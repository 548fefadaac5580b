//! Symbolic angle expressions for parameterized circuits.
//!
//! Feature maps encode classical data as gate angles. An expression refers
//! to input features by index (`Feature(k)` is the k-th entry of the bound
//! parameter vector), so evaluation against a sample is a direct lookup
//! rather than a name resolution.

use std::f64::consts::PI;
use std::fmt;

use serde::{Deserialize, Serialize};

/// A symbolic or concrete angle expression.
#[derive(Debug, Clone, PartialEq, Serialize, Deserialize)]
pub enum ParamExpr {
    /// A constant numeric value.
    Constant(f64),
    /// The constant π.
    Pi,
    /// The feature at the given index of the bound parameter vector.
    Feature(usize),
    /// Negation.
    Neg(Box<ParamExpr>),
    /// Addition.
    Add(Box<ParamExpr>, Box<ParamExpr>),
    /// Subtraction.
    Sub(Box<ParamExpr>, Box<ParamExpr>),
    /// Multiplication.
    Mul(Box<ParamExpr>, Box<ParamExpr>),
}

impl ParamExpr {
    pub fn constant(value: f64) -> Self {
        ParamExpr::Constant(value)
    }

    pub fn feature(index: usize) -> Self {
        ParamExpr::Feature(index)
    }

    /// `scale * expr`, the most common composite in feature maps.
    pub fn scaled(scale: f64, expr: ParamExpr) -> Self {
        ParamExpr::Mul(Box::new(ParamExpr::Constant(scale)), Box::new(expr))
    }

    /// `lhs * rhs`.
    pub fn product(lhs: ParamExpr, rhs: ParamExpr) -> Self {
        ParamExpr::Mul(Box::new(lhs), Box::new(rhs))
    }

    /// `π - Feature(index)`, the default data map for weight-2 Pauli blocks.
    pub fn pi_minus_feature(index: usize) -> Self {
        ParamExpr::Sub(Box::new(ParamExpr::Pi), Box::new(ParamExpr::Feature(index)))
    }

    /// True if the expression depends on any feature.
    pub fn is_symbolic(&self) -> bool {
        match self {
            ParamExpr::Feature(_) => true,
            ParamExpr::Constant(_) | ParamExpr::Pi => false,
            ParamExpr::Neg(e) => e.is_symbolic(),
            ParamExpr::Add(a, b) | ParamExpr::Sub(a, b) | ParamExpr::Mul(a, b) => {
                a.is_symbolic() || b.is_symbolic()
            }
        }
    }

    /// Largest feature index referenced, if any.
    pub fn max_feature(&self) -> Option<usize> {
        match self {
            ParamExpr::Feature(k) => Some(*k),
            ParamExpr::Constant(_) | ParamExpr::Pi => None,
            ParamExpr::Neg(e) => e.max_feature(),
            ParamExpr::Add(a, b) | ParamExpr::Sub(a, b) | ParamExpr::Mul(a, b) => {
                match (a.max_feature(), b.max_feature()) {
                    (Some(x), Some(y)) => Some(x.max(y)),
                    (x, y) => x.or(y),
                }
            }
        }
    }

    /// Evaluate against a bound parameter vector.
    ///
    /// Panics if a referenced feature index is out of range; `Circuit::bind`
    /// validates the vector length before evaluation.
    pub fn eval(&self, params: &[f64]) -> f64 {
        match self {
            ParamExpr::Constant(v) => *v,
            ParamExpr::Pi => PI,
            ParamExpr::Feature(k) => params[*k],
            ParamExpr::Neg(e) => -e.eval(params),
            ParamExpr::Add(a, b) => a.eval(params) + b.eval(params),
            ParamExpr::Sub(a, b) => a.eval(params) - b.eval(params),
            ParamExpr::Mul(a, b) => a.eval(params) * b.eval(params),
        }
    }

    /// Replace every feature reference with its bound value, returning a
    /// constant expression tree.
    pub fn bind(&self, params: &[f64]) -> ParamExpr {
        match self {
            ParamExpr::Feature(k) => ParamExpr::Constant(params[*k]),
            ParamExpr::Constant(_) | ParamExpr::Pi => self.clone(),
            ParamExpr::Neg(e) => ParamExpr::Neg(Box::new(e.bind(params))),
            ParamExpr::Add(a, b) => {
                ParamExpr::Add(Box::new(a.bind(params)), Box::new(b.bind(params)))
            }
            ParamExpr::Sub(a, b) => {
                ParamExpr::Sub(Box::new(a.bind(params)), Box::new(b.bind(params)))
            }
            ParamExpr::Mul(a, b) => {
                ParamExpr::Mul(Box::new(a.bind(params)), Box::new(b.bind(params)))
            }
        }
    }
}

impl fmt::Display for ParamExpr {
    fn fmt(&self, f: &mut fmt::Formatter<'_>) -> fmt::Result {
        match self {
            ParamExpr::Constant(v) => write!(f, "{}", v),
            ParamExpr::Pi => write!(f, "pi"),
            ParamExpr::Feature(k) => write!(f, "x[{}]", k),
            ParamExpr::Neg(e) => write!(f, "-({})", e),
            ParamExpr::Add(a, b) => write!(f, "({} + {})", a, b),
            ParamExpr::Sub(a, b) => write!(f, "({} - {})", a, b),
            ParamExpr::Mul(a, b) => write!(f, "({} * {})", a, b),
        }
    }
}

**TASK OBJECTIVE:** A verbatim output of all the data above is needed.

**ANSWER FOR THE TASK:**
repository 548fefadaac5580b
//! Symbolic angle expressions for parameterized circuits.
//!
//! Feature maps encode classical data as gate angles. An expression refers
//! to input features by index (`Feature(k)` is the k-th entry of the bound
//! parameter vector), so evaluation against a sample is a direct lookup
//! rather than a name resolution.

use std::f64::consts::PI;
use std::fmt;

use serde::{Deserialize, Serialize};

/// A symbolic or concrete angle expression.
#[derive(Debug, Clone, PartialEq, Serialize, Deserialize)]
pub enum ParamExpr {
    /// A constant numeric value.
    Constant(f64),
    /// The constant π.
    Pi,
    /// The feature at the given index of the bound parameter vector.
    Feature(usize),
    /// Negation.
    Neg(Box<ParamExpr>),
    /// Addition.
    Add(Box<ParamExpr>, Box<ParamExpr>),
    /// Subtraction.
    Sub(Box<ParamExpr>, Box<ParamExpr>),
    /// Multiplication.
    Mul(Box<ParamExpr>, Box<ParamExpr>),
}

impl ParamExpr {
    pub fn constant(value: f64) -> Self {
        ParamExpr::Constant(value)
    }

    pub fn feature(index: usize) -> Self {
        ParamExpr::Feature(index)
    }

    /// `scale * expr`, the most common composite in feature maps.
    pub fn scaled(scale: f64, expr: ParamExpr) -> Self {
        ParamExpr::Mul(Box::new(ParamExpr::Constant(scale)), Box::new(expr))
    }

    /// `lhs * rhs`.
    pub fn product(lhs: ParamExpr, rhs: ParamExpr) -> Self {
        ParamExpr::Mul(Box::new(lhs), Box::new(rhs))
    }

    /// `π - Feature(index)`, the default data map for weight-2 Pauli blocks.
    pub fn pi_minus_feature(index: usize) -> Self {
        ParamExpr::Sub(Box::new(ParamExpr::Pi), Box::new(ParamExpr::Feature(index)))
    }

    /// True if the expression depends on any feature.
    pub fn is_symbolic(&self) -> bool {
        match self {
            ParamExpr::Feature(_) => true,
            ParamExpr::Constant(_) | ParamExpr::Pi => false,
            ParamExpr::Neg(e) => e.is_symbolic(),
            ParamExpr::Add(a, b) | ParamExpr::Sub(a, b) | ParamExpr::Mul(a, b) => {
                a.is_symbolic() || b.is_symbolic()
            }
        }
    }

    /// Largest feature index referenced, if any.
    pub fn max_feature(&self) -> Option<usize> {
        match self {
            ParamExpr::Feature(k) => Some(*k),
            ParamExpr::Constant(_) | ParamExpr::Pi => None,
            ParamExpr::Neg(e) => e.max_feature(),
            ParamExpr::Add(a, b) | ParamExpr::Sub(a, b) | ParamExpr::Mul(a, b) => {
                match (a.max_feature(), b.max_feature()) {
                    (Some(x), Some(y)) => Some(x.max(y)),
                    (x, y) => x.or(y),
                }
            }
        }
    }

    /// Evaluate against a bound parameter vector.
    ///
    /// Panics if a referenced feature index is out of range; `Circuit::bind`
    /// validates the vector length before evaluation.
    pub fn eval(&self, params: &[f64]) -> f64 {
        match self {
            ParamExpr::Constant(v) => *v,
            ParamExpr::Pi => PI,
            ParamExpr::Feature(k) => params[*k],
            ParamExpr::Neg(e) => -e.eval(params),
            ParamExpr::Add(a, b) => a.eval(params) + b.eval(params),
            ParamExpr::Sub(a, b) => a.eval(params) - b.eval(params),
            ParamExpr::Mul(a, b) => a.eval(params) * b.eval(params),
        }
    }

    /// Replace every feature reference with its bound value, returning a
    /// constant expression tree.
    pub fn bind(&self, params: &[f64]) -> ParamExpr {
        match self {
            ParamExpr::Feature(k) => ParamExpr::Constant(params[*k]),
            ParamExpr::Constant(_) | ParamExpr::Pi => self.clone(),
            ParamExpr::Neg(e) => ParamExpr::Neg(Box::new(e.bind(params))),
            ParamExpr::Add(a, b) => {
                ParamExpr::Add(Box::new(a.bind(params)), Box::new(b.bind(params)))
            }
            ParamExpr::Sub(a, b) => {
                ParamExpr::Sub(Box::new(a.bind(params)), Box::new(b.bind(params)))
            }
            ParamExpr::Mul(a, b) => {
                ParamExpr::Mul(Box::new(a.bind(params)), Box::new(b.bind(params)))
            }
        }
    }
}

impl fmt::Display for ParamExpr {
    fn fmt(&self, f: &mut fmt::Formatter<'_>) -> fmt::Result {
        match self {
            ParamExpr::Constant(v) => write!(f, "{}", v),
            ParamExpr::Pi => write!(f, "pi"),
            ParamExpr::Feature(k) => write!(f, "x[{}]", k),
            ParamExpr::Neg(e) => write!(f, "-({})", e),
            ParamExpr::Add(a, b) => write!(f, "({} + {})", a, b),
            ParamExpr::Sub(a, b) => write!(f, "({} - {})", a, b),
            ParamExpr::Mul(a, b) => write!(f, "({} * {})", a, b),
        }
    }
}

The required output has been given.